USA 2018, R: Heather Lenz mit Yayoi Kusama, 77 Min, OmU (Englisch, Japanisch)

Andy Warhol und Claes Oldenburg schätzten sie – so sehr, dass sie Elemente ihrer avantgardistischen Kunst kopierten und damit Erfolg selbst hatten. Doch bis die japanische Künstlerin Yayoi Kusama (* 22. März 1929) mit ihren radikalen, künstlerischen Visionen selbst weltweite Aufmerksamkeit erlangte, musste sie unzählige Hürden überwinden. Anfang der 1950er Jahre wagte sie ohne Beziehungen und mit gebrochenem Englisch den Sprung aus dem konservativen Japan nach New York. Dort traf sie auf eine männerdominierte Kunstszene: Für Frauen gab es höchstens Gruppenausstellungen, eine Einzelausstellung war männlichen Künstlern vorbehalten.
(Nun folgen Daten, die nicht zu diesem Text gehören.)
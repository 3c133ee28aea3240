// SPDX-License-Identifier: MPL-2.0
use crate::error::{Error, Result};
use crate::locale::{Locale, SUPPORTED_LOCALES};
use fluent_bundle::{FluentBundle, FluentResource};
use rust_embed::RustEmbed;
use std::collections::HashMap;

#[derive(RustEmbed)]
#[folder = "assets/i18n/"]
struct Asset;

/// Message keys every locale's dictionary must define before it may be
/// rendered. One entry per required top-level section of the page.
pub const REQUIRED_MESSAGES: [&str; 10] = [
    "site-title",
    "site-description",
    "hero-title",
    "hero-subtitle",
    "products-title",
    "products-intro",
    "contacts-title",
    "contacts-intro",
    "articles-title",
    "footer-copyright",
];

/// Holds one Fluent bundle per supported locale, parsed from the embedded
/// `.ftl` assets at load time.
pub struct ContentStore {
    bundles: HashMap<Locale, FluentBundle<FluentResource>>,
}

impl ContentStore {
    /// Parses the embedded dictionaries for every supported locale.
    ///
    /// # Errors
    ///
    /// Returns [`Error::Content`] when a locale's `.ftl` asset is missing or
    /// not valid Fluent. The site cannot ship without all of its locales.
    pub fn load() -> Result<Self> {
        let mut bundles = HashMap::new();

        for locale in SUPPORTED_LOCALES {
            let filename = format!("{}.ftl", locale.code());
            let file = Asset::get(&filename).ok_or_else(|| {
                Error::Content(format!("no dictionary asset for locale {}", locale))
            })?;
            let source = String::from_utf8_lossy(file.data.as_ref()).to_string();
            let resource = FluentResource::try_new(source).map_err(|_| {
                Error::Content(format!("dictionary for {} is not valid Fluent", locale))
            })?;
            let mut bundle = FluentBundle::new(vec![locale.language_id()]);
            bundle.add_resource(resource).map_err(|_| {
                Error::Content(format!("dictionary for {} has conflicting messages", locale))
            })?;
            bundles.insert(locale, bundle);
        }

        Ok(Self { bundles })
    }

    /// Returns the validated dictionary for `locale`.
    ///
    /// # Errors
    ///
    /// Returns [`Error::Content`] when any message in [`REQUIRED_MESSAGES`]
    /// is absent. Callers must treat this as fatal for the page render
    /// rather than falling back to partial content.
    pub fn dictionary(&self, locale: Locale) -> Result<Dictionary<'_>> {
        let bundle = self
            .bundles
            .get(&locale)
            .ok_or_else(|| Error::Content(format!("no dictionary loaded for {}", locale)))?;

        let missing: Vec<&str> = REQUIRED_MESSAGES
            .iter()
            .copied()
            .filter(|key| !bundle.has_message(key))
            .collect();
        if !missing.is_empty() {
            return Err(Error::Content(format!(
                "dictionary for {} is incomplete: missing {}",
                locale,
                missing.join(", ")
            )));
        }

        Ok(Dictionary { bundle, locale })
    }
}

/// A validated view over one locale's translations.
pub struct Dictionary<'a> {
    bundle: &'a FluentBundle<FluentResource>,
    locale: Locale,
}

impl Dictionary<'_> {
    #[must_use]
    pub fn locale(&self) -> Locale {
        self.locale
    }

    /// Formats the message with the given key.
    ///
    /// Keys outside the required set may legitimately be absent for a
    /// locale; those degrade to a visible `MISSING:` marker instead of
    /// failing the render.
    #[must_use]
    pub fn text(&self, key: &str) -> String {
        if let Some(msg) = self.bundle.get_message(key) {
            if let Some(pattern) = msg.value() {
                let mut errors = vec![];
                let value = self.bundle.format_pattern(pattern, None, &mut errors);
                if errors.is_empty() {
                    return value.to_string();
                }
            }
        }
        format!("MISSING: {}", key)
    }
}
Das Trauma, während des Zweiten Weltkriegs in Japan aufzuwachsen, das Leben in einer dysfunktionalen Familie, Sexismus und Rassismus im Kunstbetrieb und nicht zuletzt eine psychische Erkrankung machten sie stets zur Außenseiterin. Allerdings mit enormen avantgardistischen Potential und großer Medienwirksamkeit: Mit ihren „Infinity Nets“ und „Infinity Mirror Rooms“, mit öffentlichen Nacktperformances gegen den Vietnamkrieg, mit der als Happening gefeierten ersten Hochzeit von Homosexuellen, lange bevor dies legal wurde.